[DATASET CONTENT Boundary: Start]

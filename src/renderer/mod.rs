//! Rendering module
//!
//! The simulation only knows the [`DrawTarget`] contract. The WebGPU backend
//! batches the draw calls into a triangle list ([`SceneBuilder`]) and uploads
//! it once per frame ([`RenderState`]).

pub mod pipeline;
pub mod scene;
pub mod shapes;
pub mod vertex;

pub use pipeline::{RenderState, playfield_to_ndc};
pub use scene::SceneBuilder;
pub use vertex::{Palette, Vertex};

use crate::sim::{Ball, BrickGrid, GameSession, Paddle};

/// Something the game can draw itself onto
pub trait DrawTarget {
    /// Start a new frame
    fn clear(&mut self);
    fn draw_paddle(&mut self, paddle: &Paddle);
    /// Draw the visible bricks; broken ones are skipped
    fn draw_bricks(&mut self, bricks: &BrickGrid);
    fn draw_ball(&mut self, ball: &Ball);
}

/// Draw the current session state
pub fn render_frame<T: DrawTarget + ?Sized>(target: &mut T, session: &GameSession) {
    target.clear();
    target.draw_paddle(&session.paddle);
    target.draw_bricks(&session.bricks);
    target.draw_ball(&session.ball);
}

[DATASET CONTENT Boundary: End]

Give back, word for word, only the lines from the one containing "pub fn render_frame<T: DrawTarget" through the closing line of the entries.

pub fn render_frame<T: DrawTarget + ?Sized>(target: &mut T, session: &GameSession) {
    target.clear();
    target.draw_paddle(&session.paddle);
    target.draw_bricks(&session.bricks);
    target.draw_ball(&session.ball);
}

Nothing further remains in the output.